Several car manufacturers have suspended production in their Japanese plants following the 8.9 magnitude earthquake and tsunami that hit Japan recently. The list includes Toyota Motor Corp, Honda Motor Corp, Nissan Motor Corp and Subaru. Meanwhile, employees of foreign car companies in Japan like BMW are also being temporarily sent back to their home countries.
According to the Japan Meteorological Agency, the massive earthquake struck Japan at 2:46 p.m. local time off the coast of Sendai, and north of the capital. The tremor also triggered a tsunami that flooded coastal areas. Several TV footages showed cars, trucks and even large cargo ships being washed down the flood zones and brought inland.
It has been previously reported that at least one person died at Honda’s R&D facility, and there have been fires that erupted at two Nissan plants. There have also been limited and weak phone coverage in the quake zone, which makes it harder for the companies to have a clearer picture of the extent of the damage. As of yet, Japanese authorities in Northern Japan are in the process of sifting through the wreckage and tallying the death tolls and property damage.
This natural disaster resulting in these massive shutdowns could have an effect to the United States, because many car models intended for the U.S. market are produced in Japan like the Toyota Yaris sedan, Scion XB and Scion XB, and the Honda Fit subcompact vehicle.
Big Hit on Toyota
Toyota, which is currently the world’s largest automaker, announced that it has evacuated workers from several factories within the quake zone. Toyota has two production plants assembling auto parts in Northern Japan. Moreover, its parts affiliates, Kanto Auto Works, Ltd. and Central Motors Co., also have assembly plants in that region. According to Toyota’s spokesperson Dion Corbett, the status of the plants are currently being evaluated, and they are still “trying to get information from them.”

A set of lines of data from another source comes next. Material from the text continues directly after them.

//! MyCiTi nearest-stops response types.
//!
//! These types mirror the JSON returned by `GET /nearest-stops/`:
//!
//! ```json
//! {
//!   "start": { "address": "...", "coordinates": [-33.92, 18.42],
//!              "nearest_stop": "Civic Centre", "distance_meters": 212.4 },
//!   "end":   { ... },
//!   "trip_distance_km": 4.87,
//!   "is_peak_time": false,
//!   "fare_rands": 10.5
//! }
//! ```
//!
//! The backend is loose about leg contents (the stop name may be bare or
//! wrapped in an object, and both stop and distance are null when it has no
//! stop data), so leg fields are lenient. The five top-level fields are
//! required.

use serde::{Deserialize, Serialize, Serializer};
use serde_json::Value;

use crate::domain::WalkingDistance;

use super::error::{INVALID_RESPONSE_MESSAGE, TripError};

/// Top-level fields every nearest-stops response must carry.
pub const REQUIRED_FIELDS: [&str; 5] = [
    "start",
    "end",
    "trip_distance_km",
    "is_peak_time",
    "fare_rands",
];

/// A validated nearest-stops response.
#[derive(Debug, Clone, PartialEq, Deserialize, Serialize)]
pub struct TripResponse {
    pub start: StopLocation,
    pub end: StopLocation,
    pub trip_distance_km: f64,
    pub is_peak_time: bool,
    pub fare_rands: f64,
}

impl TripResponse {
    /// Check the shape of a raw response body and decode it.
    ///
    /// Non-objects are rejected outright; objects must contain every entry
    /// of [`REQUIRED_FIELDS`] (checked in order, so the first missing field
    /// is the one reported). Type mismatches inside present fields are
    /// reported as malformed too.
    pub fn from_value(value: Value) -> Result<Self, TripError> {
        let Value::Object(map) = &value else {
            return Err(TripError::invalid_response());
        };

        if let Some(missing) = REQUIRED_FIELDS
            .iter()
            .find(|field| !map.contains_key(**field))
        {
            return Err(TripError::missing_field(missing));
        }

        serde_json::from_value(value).map_err(|e| {
            TripError::MalformedResponse(format!("{INVALID_RESPONSE_MESSAGE}: {e}"))
        })
    }

    /// Combined walk to the boarding stop and from the alighting stop.
    pub fn total_walking_distance(&self) -> WalkingDistance {
        self.start.walking_distance() + self.end.walking_distance()
    }
}

/// One end of a trip as resolved by the backend.
#[derive(Debug, Clone, PartialEq, Deserialize, Serialize)]
pub struct StopLocation {
    /// The address as submitted
    #[serde(default)]
    pub address: String,

    /// Geocoded position of the address
    #[serde(default)]
    pub coordinates: Option<Coordinates>,

    /// Closest MyCiTi stop
    #[serde(default)]
    pub nearest_stop: Option<NearestStop>,

    /// Straight-line distance from the address to the stop
    #[serde(default)]
    pub distance_meters: Option<f64>,
}

impl StopLocation {
    /// Name of the nearest stop, if the backend resolved one.
    pub fn nearest_stop_name(&self) -> Option<&str> {
        self.nearest_stop.as_ref().and_then(NearestStop::name)
    }

    /// Distance to the nearest stop; zero when the backend gave none.
    pub fn walking_distance(&self) -> WalkingDistance {
        WalkingDistance::from_meters(self.distance_meters.unwrap_or(0.0))
    }
}

/// Nearest stop, either `{ "name": ... }` or a bare name string.
#[derive(Debug, Clone, PartialEq, Deserialize, Serialize)]
#[serde(untagged)]
pub enum NearestStop {
    Named {
        #[serde(default)]
        name: Option<String>,
    },
    Bare(String),
}

impl NearestStop {
    pub fn name(&self) -> Option<&str> {
        match self {
            NearestStop::Named { name } => name.as_deref(),
            NearestStop::Bare(name) => Some(name),
        }
    }
}

/// A latitude/longitude pair.
///
/// Accepts `[lat, lng]` or `{ "lat": .., "lng": .. }` and always
/// serializes as `[lat, lng]`, ready for a map marker.
#[derive(Debug, Clone, Copy, PartialEq, Deserialize)]
#[serde(from = "CoordinatesRepr")]
pub struct Coordinates {
    pub lat: f64,
    pub lng: f64,
}

#[derive(Deserialize)]
#[serde(untagged)]
enum CoordinatesRepr {
    Pair(f64, f64),
    Object { lat: f64, lng: f64 },
}

impl From<CoordinatesRepr> for Coordinates {
    fn from(repr: CoordinatesRepr) -> Self {
        match repr {
            CoordinatesRepr::Pair(lat, lng) | CoordinatesRepr::Object { lat, lng } => {
                Coordinates { lat, lng }
            }
        }
    }
}

impl Serialize for Coordinates {
    fn serialize<S: Serializer>(&self, serializer: S) -> Result<S::Ok, S::Error> {
        (self.lat, self.lng).serialize(serializer)
    }
}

Toyota has unsurprisingly a large manufacturing presence in Japan, particularly in the northern regions. The company has had plans to make northern Japan a center for small car production. Last January, its affiliate, Central Motors, opened an assembly plant an hour away from Sendai, which is one of the most affected areas. That plant, which has a capacity of producing around 120,000 vehicles, produces the Yaris, Toyota’s compact car model that is being exported to the U.S. Another Toyota affiliate, Kanto Auto Works, has another assembly plant in the nearby prefecture of Iwate. This plant also makes compact cars, including the Yaris, Scion xB and Scion xD.
Meanwhile, Toyota’s plants near the company’s headquarter in Toyota City, which is in Central Japan, had resumed operations after a few brief shutdowns. There were also no reported injuries; however, the company is still checking for any possible damage.
Even some of Toyota’s suppliers suffered similar fates. Tota Boshoku Corp., and Denso Corp., which are two of Toyota’s biggest parts suppliers, were both reported to have suffered some plant damage.
In other reports, Honda has shutdown two assembly plants immediately after the earthquake. Honda’s Sayama plant in the northern part of Tokyo and closer to the epicenter remains closed. Honda’s spokesperson Yamamoto, mentioned that Honda’s Japanese headquarters were having difficulties in contacting their plants, including the Sayama plant, which produces U.S. bound models, which includes the Fit small car, the Accord sedan, the CR-V crossover, as well as the Acura RL and Acura TSX. The company is still unsure about when the production would resume.
Honda has also announced that it would close its R&D centers in Sayama and Suzuka factories temporarily. At Honda’s R&D Center in the Tochigi prefecture, one person has died and 30 were injured following the earthquake when a wall was toppled at the center’s cafeteria. Other than these, no other injuries were reported. Meanwhile, Honda’s plants in Central Japan, like Toyota soon re-started production.
Nissan Motor Co. also suspended operations in their plants located in Eastern Japan. There were small fires that broke out at two of the company’s assembly plants, including a factory that produces the Infiniti M sedan and GT-R sports car. The fires were extinguished immediately. Still, Nissan has evacuated employees from its technology center just south of Tokyo when the power was cut-off in that area. Nissan said that some plants would remain closed temporarily, and the company will decide when production can be safely resumed, following an assessment of the damage brought about by the earthquake.
Meanwhile, Subaru maker Fuji Heavy Industries Ltd. also closed five factories, according to spokesperson Kenta Matsumoto.
Truck maker Volvo AB was among those hit the worst, with its main production in Japan forced into suspension. The Swedish company, who is among the world’s leading truck makers, said that the damage to its facilities in Ageo in Southeasten Japan was mainly superficial, but it will take several days before the company can have a full assessment of the damage. Volvo employs 10,000 people in Japan for their production plants and with an additional 3,000 in the dealerships. Volvo also mentioned that the dealership at Sendai had serious damages, but that the total effect on dealerships are yet to be determined.